Try it - What is wanted is the line holding "if let Some(sender)" and every later line through the end of the entries, set down exactly.

Supplied entries -
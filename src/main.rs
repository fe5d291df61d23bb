use clap::Parser;
use serde::Serialize;
use std::error::Error;
use std::path::PathBuf;
use sts_analyzer::{AnalysisJob, AnalysisPool, AnalysisReport, AnalysisSettings, Config, EvaluationInput};

/// Analyze recorded sit-to-stand evaluations and print JSON reports
#[derive(Parser, Debug)]
#[command(name = "sts-analyzer", version, about)]
struct Cli {
    /// Config file to use instead of the per-user default
    #[arg(long)]
    config: Option<PathBuf>,

    /// Pretty-print the JSON output
    #[arg(long)]
    pretty: bool,

    /// Evaluation documents to analyze
    #[arg(required = true)]
    inputs: Vec<PathBuf>,
}

#[derive(Serialize)]
struct EvaluationReport<'a> {
    evaluation_id: &'a str,
    #[serde(flatten)]
    report: &'a AnalysisReport,
}

fn main() -> Result<(), Box<dyn Error>> {
    // Initialize logging
    env_logger::Builder::from_env(env_logger::Env::default().default_filter_or("info")).init();

    let cli = Cli::parse();

    let config = match &cli.config {
        Some(path) => Config::load_from(path)?,
        None => Config::load()?,
    };
    let settings = AnalysisSettings::from(&config);
    let pool = AnalysisPool::new(config.worker_threads, config.cache_capacity, settings);

    // Queue everything first so workers run in parallel
    let mut pending = Vec::new();
    let mut failures = 0usize;
    for path in &cli.inputs {
        match EvaluationInput::load_from_path(path) {
            Ok(input) => {
                let evaluation_id = input.evaluation_id.clone();
                let job = AnalysisJob {
                    evaluation_id,
                    request: input.into_request(),
                };
                pending.push(pool.submit(job)?);
            }
            Err(e) => {
                log::error!("Skipping {}: {}", path.display(), e);
                failures += 1;
            }
        }
    }

    for handle in pending {
        let evaluation_id = handle.evaluation_id.clone();
        match handle.wait() {
            Ok(report) => {
                let output = EvaluationReport {
                    evaluation_id: &evaluation_id,
                    report: &report,
                };
                let json = if cli.pretty {
                    serde_json::to_string_pretty(&output)?
                } else {
                    serde_json::to_string(&output)?
                };
                println!("{}", json);
            }
            Err(e) => {
                log::error!("Evaluation {} failed: {}", evaluation_id, e);
                failures += 1;
            }
        }
    }

    if failures > 0 {
        return Err(format!("{} of {} evaluations failed", failures, cli.inputs.len()).into());
    }
    Ok(())
}
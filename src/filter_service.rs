//! # Filtering Service Module
//!
//! Boundary to the external biomechanical filtering service. That service
//! receives the raw samples plus participant biometrics and answers with a
//! filtered time series and its own summary metrics. The analyzer never
//! waits on it: requests are dispatched fire-and-forget and the outcome is
//! only logged and forwarded to whoever listens.
//!
//! ## Key Components
//! - `FilterService`: Async request/response trait implemented by clients
//! - `FilterDispatcher`: Dedicated thread with its own Tokio runtime that
//!   accepts `FilterCommand`s and spawns one task per request
//! - `dispatch_filtering`: Spawn a single request on an existing runtime

use crate::error::FilterError;
use crate::sample::SensorSample;
use async_trait::async_trait;
use crossbeam_channel::{unbounded, Receiver, Sender};
use serde::{Deserialize, Serialize};
use std::sync::Arc;
use tokio::runtime::Runtime;
use tokio::task::JoinHandle;

/// One raw sample as the filtering service expects it
///
/// `timestamp` is Unix time in seconds.
#[derive(Debug, Clone, Copy, PartialEq, Serialize, Deserialize)]
pub struct FilterSample {
    pub timestamp: f64,
    pub accel_x: f64,
    pub accel_y: f64,
    pub accel_z: f64,
    pub gyro_x: f64,
    pub gyro_y: f64,
    pub gyro_z: f64,
}

impl From<&SensorSample> for FilterSample {
    fn from(sample: &SensorSample) -> Self {
        Self {
            timestamp: sample.timestamp_ms() as f64 / 1000.0,
            accel_x: sample.accel_x,
            accel_y: sample.accel_y,
            accel_z: sample.accel_z,
            gyro_x: sample.gyro_x,
            gyro_y: sample.gyro_y,
            gyro_z: sample.gyro_z,
        }
    }
}

/// Payload sent to the filtering service
#[derive(Debug, Clone, PartialEq, Serialize, Deserialize)]
pub struct FilterRequest {
    #[serde(rename = "dados")]
    pub samples: Vec<FilterSample>,
    #[serde(rename = "peso")]
    pub weight_kg: f64,
    #[serde(rename = "altura")]
    pub height_m: f64,
    #[serde(rename = "idade")]
    pub age: u32,
    #[serde(rename = "sexo")]
    pub sex: String,
}

impl FilterRequest {
    pub fn new(samples: &[SensorSample], weight_kg: f64, height_m: f64, age: u32, sex: String) -> Self {
        Self {
            samples: samples.iter().map(FilterSample::from).collect(),
            weight_kg,
            height_m,
            age,
            sex,
        }
    }
}

/// One filtered sample, timed in seconds from the start of the series
#[derive(Debug, Clone, Copy, PartialEq, Serialize, Deserialize)]
pub struct FilteredSample {
    pub time_offset: f64,
    pub accel_x: f64,
    pub accel_y: f64,
    pub accel_z: f64,
    pub gyro_x: f64,
    pub gyro_y: f64,
    pub gyro_z: f64,
}

/// Summary metrics computed by the filtering service
#[derive(Debug, Clone, PartialEq, Serialize, Deserialize)]
pub struct FilterMetrics {
    #[serde(rename = "num_repeticoes")]
    pub repetitions: u32,
    #[serde(rename = "potencia_media")]
    pub mean_power: f64,
    #[serde(rename = "energia_total")]
    pub total_energy: f64,
    #[serde(rename = "classificacao")]
    pub classification: String,
}

#[derive(Debug, Clone, PartialEq, Serialize, Deserialize)]
pub struct FilterResponse {
    #[serde(default)]
    pub status: String,
    #[serde(rename = "timeseries_filtrada")]
    pub filtered: Vec<FilteredSample>,
    #[serde(rename = "metricas")]
    pub metrics: FilterMetrics,
}

/// Request/response client for the filtering service
#[async_trait]
pub trait FilterService: Send + Sync {
    async fn process(&self, request: FilterRequest) -> Result<FilterResponse, FilterError>;
}

/// Result of one dispatched request
#[derive(Debug, Clone)]
pub struct FilterOutcome {
    pub evaluation_id: String,
    pub result: Result<FilterResponse, FilterError>,
}

#[derive(Debug, Clone)]
pub enum FilterCommand {
    Dispatch {
        evaluation_id: String,
        request: FilterRequest,
    },
    Shutdown,
}

async fn run_request(
    service: Arc<dyn FilterService>,
    evaluation_id: String,
    request: FilterRequest,
) -> FilterOutcome {
    let sample_count = request.samples.len();
    let result = service.process(request).await;
    match &result {
        Ok(response) => log::info!(
            "Filtering for evaluation {} returned {} samples, {} repetitions",
            evaluation_id,
            response.filtered.len(),
            response.metrics.repetitions
        ),
        Err(e) => log::warn!(
            "Filtering for evaluation {} ({} samples) failed: {}",
            evaluation_id,
            sample_count,
            e
        ),
    }
    FilterOutcome {
        evaluation_id,
        result,
    }
}

/// Spawn one filtering request on the current Tokio runtime
///
/// Must be called from within a runtime. The returned handle can be
/// dropped; the request still runs to completion.
pub fn dispatch_filtering(
    service: Arc<dyn FilterService>,
    evaluation_id: String,
    request: FilterRequest,
) -> JoinHandle<FilterOutcome> {
    tokio::spawn(run_request(service, evaluation_id, request))
}

/// Drop handles of requests that have already completed
fn prune_finished<T>(handles: &mut Vec<JoinHandle<T>>) {
    handles.retain(|handle| !handle.is_finished());
}

/// Runs filtering requests off the caller's thread.
///
/// Owns a Tokio runtime on a dedicated thread so synchronous callers can
/// hand off requests without blocking or running a runtime themselves.
pub struct FilterDispatcher {
    service: Arc<dyn FilterService>,
    command_receiver: Receiver<FilterCommand>,
    outcome_sender: Option<Sender<FilterOutcome>>,
}

impl FilterDispatcher {
    /// Creates a new FilterDispatcher.
    ///
    /// Returns the dispatcher and a sender for issuing commands. Outcomes are
    /// forwarded to `outcome_sender` when one is given.
    pub fn new(
        service: Arc<dyn FilterService>,
        outcome_sender: Option<Sender<FilterOutcome>>,
    ) -> (Self, Sender<FilterCommand>) {
        let (command_sender, command_receiver) = unbounded();

        let dispatcher = FilterDispatcher {
            service,
            command_receiver,
            outcome_sender,
        };

        (dispatcher, command_sender)
    }

    /// Runs the dispatch loop.
    ///
    /// This should be called in a spawned thread. It returns on `Shutdown` or
    /// when every command sender has been dropped, after in-flight requests finish.
    pub fn run(self) {
        let rt = match Runtime::new() {
            Ok(runtime) => runtime,
            Err(e) => {
                log::error!("Filter dispatcher: failed to create async runtime: {}", e);
                return;
            }
        };

        let mut in_flight = Vec::new();

        while let Ok(command) = self.command_receiver.recv() {
            prune_finished(&mut in_flight);
            match command {
                FilterCommand::Dispatch {
                    evaluation_id,
                    request,
                } => {
                    log::debug!("Filter dispatcher: sending evaluation {}", evaluation_id);
                    let service = self.service.clone();
                    let outcome_sender = self.outcome_sender.clone();
                    in_flight.push(rt.spawn(async move {
                        let outcome = run_request(service, evaluation_id, request).await;
                        if let Some(sender) = outcome_sender {
                            let _ = sender.send(outcome);
                        }
                    }));
                }
                FilterCommand::Shutdown => {
                    log::info!("Filter dispatcher: shutdown requested");
                    break;
                }
            }
        }

        rt.block_on(async {
            for handle in in_flight {
                let _ = handle.await;
            }
        });
        log::info!("Filter dispatcher: stopped");
    }
}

Result -
                        if let Some(sender) = outcome_sender {
                            let _ = sender.send(outcome);
                        }
                    }));
                }
                FilterCommand::Shutdown => {
                    log::info!("Filter dispatcher: shutdown requested");
                    break;
                }
            }
        }

        rt.block_on(async {
            for handle in in_flight {
                let _ = handle.await;
            }
        });
        log::info!("Filter dispatcher: stopped");
    }
}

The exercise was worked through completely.